Every line from the beginning of the records below up to the one holding "the first one" should be quoted exactly; leave out the rest.

Saved data entries:
---*---
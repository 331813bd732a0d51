//! Statement recognizers for the native diagram language
//!
//! A logical line is classified by trying each recognizer in a fixed order;
//! the first one to claim the line decides its [`Statement`] kind. Scope
//! statements (`node, .red { color: red }`) are parsed with chumsky, the
//! same grammar also serves every `{ key: value; ... }` attribute block.

use chumsky::prelude::*;
use tracing::trace;

use crate::core::chumsky_utils::{optional_whitespace, to_parse_error, Extra};
use crate::core::{Attributes, ElementKind, ParseError, Position, Selector};

/// What a logical line turned out to be
#[derive(Debug, Clone, PartialEq)]
pub(super) enum Statement {
    /// Blank line or comment
    Ignore,
    /// A lone `{ ... }` block while an edge waits for its target
    PendingEdgeAttributes(Attributes),
    /// `)` closing the innermost open group, found at byte offset `at`
    GroupClose { at: usize },
    /// Attribute defaults for one or more selectors
    Scope {
        selectors: Vec<Selector>,
        attributes: Attributes,
    },
    /// Anything else: comma separated chains of nodes, groups and edges
    Chain,
}

type Recognizer = fn(&str, bool) -> Result<Option<Statement>, ParseError>;

/// Recognizers in priority order; `Chain` is the fallback
const RECOGNIZERS: &[(&str, Recognizer)] = &[
    ("ignore", recognize_ignore),
    ("pending_edge_attributes", recognize_pending_attributes),
    ("group_close", recognize_group_close),
    ("scope", recognize_scope),
];

/// Classify a logical line
///
/// `edge_pending` tells whether an edge from a previous line still waits for
/// its target. Errors are positioned relative to `text`.
pub(super) fn classify(text: &str, edge_pending: bool) -> Result<Statement, ParseError> {
    for (name, recognizer) in RECOGNIZERS {
        if let Some(statement) = recognizer(text, edge_pending)? {
            trace!(recognizer = name, "Statement recognized");
            return Ok(statement);
        }
    }
    trace!(recognizer = "chain", "Statement recognized");
    Ok(Statement::Chain)
}

fn recognize_ignore(text: &str, _edge_pending: bool) -> Result<Option<Statement>, ParseError> {
    let trimmed = text.trim();
    if trimmed.is_empty() || trimmed.starts_with('#') {
        return Ok(Some(Statement::Ignore));
    }
    Ok(None)
}

fn recognize_pending_attributes(
    text: &str,
    edge_pending: bool,
) -> Result<Option<Statement>, ParseError> {
    let start = text.len() - text.trim_start().len();
    if !edge_pending || !text[start..].starts_with('{') {
        return Ok(None);
    }
    let (attributes, end) = parse_attribute_block(text, start)?;
    if !text[end..].trim().is_empty() {
        return Ok(None);
    }
    Ok(Some(Statement::PendingEdgeAttributes(attributes)))
}

fn recognize_group_close(text: &str, _edge_pending: bool) -> Result<Option<Statement>, ParseError> {
    let start = text.len() - text.trim_start().len();
    if text[start..].starts_with(')') {
        return Ok(Some(Statement::GroupClose { at: start }));
    }
    Ok(None)
}

/// A line is a scope statement once a selector list (or nothing) is followed
/// by `{`; from that point on the whole line must parse as one.
fn recognize_scope(text: &str, _edge_pending: bool) -> Result<Option<Statement>, ParseError> {
    let trimmed = text.trim_start();
    if trimmed.starts_with('[') || trimmed.starts_with('(') {
        return Ok(None);
    }
    if scope_header().parse(text).into_result().is_err() {
        return Ok(None);
    }
    let (selectors, attributes) = scope_statement()
        .parse(text)
        .into_result()
        .map_err(|errors| block_error(text, errors))?;
    let selectors = if selectors.is_empty() {
        vec![Selector::kind(ElementKind::Graph)]
    } else {
        selectors
    };
    Ok(Some(Statement::Scope {
        selectors,
        attributes,
    }))
}

/// True when `text` is nothing but a selector list, e.g. `node, .red`
///
/// Such a line is joined with a following line that starts with `{`.
pub(super) fn is_scope_header(text: &str) -> bool {
    optional_whitespace()
        .ignore_then(selector_list())
        .then_ignore(optional_whitespace())
        .then_ignore(end())
        .parse(text)
        .into_result()
        .is_ok()
}

/// Parse the `{ ... }` block opening at byte `open_at` of `text`
///
/// Returns the attributes and the byte offset just past the closing `}`.
pub(super) fn parse_attribute_block(
    text: &str,
    open_at: usize,
) -> Result<(Attributes, usize), ParseError> {
    let block = &text[open_at..];
    let (attributes, consumed) = attribute_block()
        .map_with(|attributes, e| {
            let span: SimpleSpan = e.span();
            (attributes, span.end)
        })
        .then_ignore(any().repeated())
        .parse(block)
        .into_result()
        .map_err(|errors| {
            block_error(block, errors).relative_to(Position::from_offset(text, open_at))
        })?;
    Ok((attributes, open_at + consumed))
}

/// Rich errors that ran off the end of the input mean the block never closed
fn block_error(text: &str, errors: Vec<Rich<'_, char>>) -> ParseError {
    if errors.iter().any(|e| e.found().is_none()) {
        let open_at = text.find('{').unwrap_or(0);
        return ParseError::UnterminatedBlock {
            opener: '{',
            position: Position::from_offset(text, open_at),
        };
    }
    to_parse_error(text, errors)
}

fn scope_header<'src>() -> impl Parser<'src, &'src str, (), Extra<'src>> + Clone {
    optional_whitespace()
        .ignore_then(selector_list().or_not())
        .then_ignore(optional_whitespace())
        .then_ignore(just('{'))
        .then_ignore(any().repeated())
        .ignored()
}

fn scope_statement<'src>(
) -> impl Parser<'src, &'src str, (Vec<Selector>, Attributes), Extra<'src>> + Clone {
    optional_whitespace()
        .ignore_then(selector_list().or_not().map(Option::unwrap_or_default))
        .then_ignore(optional_whitespace())
        .then(attribute_block())
        .then_ignore(optional_whitespace())
        .then_ignore(end())
}

fn class_name<'src>() -> impl Parser<'src, &'src str, String, Extra<'src>> + Clone {
    any()
        .filter(|c: &char| c.is_alphabetic() || *c == '_')
        .then(
            any()
                .filter(|c: &char| c.is_alphanumeric() || *c == '_' || *c == '-')
                .repeated(),
        )
        .to_slice()
        .map(|s: &str| s.to_string())
        .labelled("class name")
}

fn element_kind<'src>() -> impl Parser<'src, &'src str, ElementKind, Extra<'src>> + Clone {
    choice((
        just("graph").to(ElementKind::Graph),
        just("node").to(ElementKind::Node),
        just("edge").to(ElementKind::Edge),
        just("group").to(ElementKind::Group),
    ))
}

/// `.class`, `kind` or `kind.class`
fn selector<'src>() -> impl Parser<'src, &'src str, Selector, Extra<'src>> + Clone {
    let class = just('.').ignore_then(class_name());
    element_kind()
        .then(class.clone().or_not())
        .map(|(kind, class)| Selector {
            kind: Some(kind),
            class,
        })
        .or(class.map(|name| Selector::class(name)))
        .labelled("selector")
}

fn selector_list<'src>() -> impl Parser<'src, &'src str, Vec<Selector>, Extra<'src>> + Clone {
    selector()
        .separated_by(just(',').padded_by(optional_whitespace()))
        .at_least(1)
        .collect()
}

/// `{ key: value; ... }`
///
/// Values run to the next unescaped `;` or `}`. Escaped delimiters lose their
/// backslash, other escapes (`\n`) are kept for the renderers.
fn attribute_block<'src>() -> impl Parser<'src, &'src str, Attributes, Extra<'src>> + Clone {
    let escape = just('\\').ignore_then(any()).map(|c: char| {
        if "{}[]();:|,#\\".contains(c) {
            c.to_string()
        } else {
            format!("\\{}", c)
        }
    });
    let value = escape
        .or(none_of(";}\\").map(|c: char| c.to_string()))
        .repeated()
        .collect::<Vec<String>>()
        .map(|parts| parts.concat().trim().to_string());

    let key = none_of(":;{}\\ \t\r\n")
        .repeated()
        .at_least(1)
        .to_slice()
        .map(|s: &str| s.to_string())
        .labelled("attribute name");

    let entry = optional_whitespace()
        .ignore_then(
            key.then_ignore(optional_whitespace())
                .then_ignore(just(':'))
                .then(value)
                .or_not(),
        )
        .then_ignore(optional_whitespace());

    entry
        .separated_by(just(';'))
        .collect::<Vec<Option<(String, String)>>>()
        .delimited_by(just('{'), just('}'))
        .map(|entries| entries.into_iter().flatten().collect::<Attributes>())
}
---*---
*Solution to the exercise*
repository 331813bd732a0d51
//! Statement recognizers for the native diagram language
//!
//! A logical line is classified by trying each recognizer in a fixed order;
//! the first one to claim the line decides its [`Statement`] kind. Scope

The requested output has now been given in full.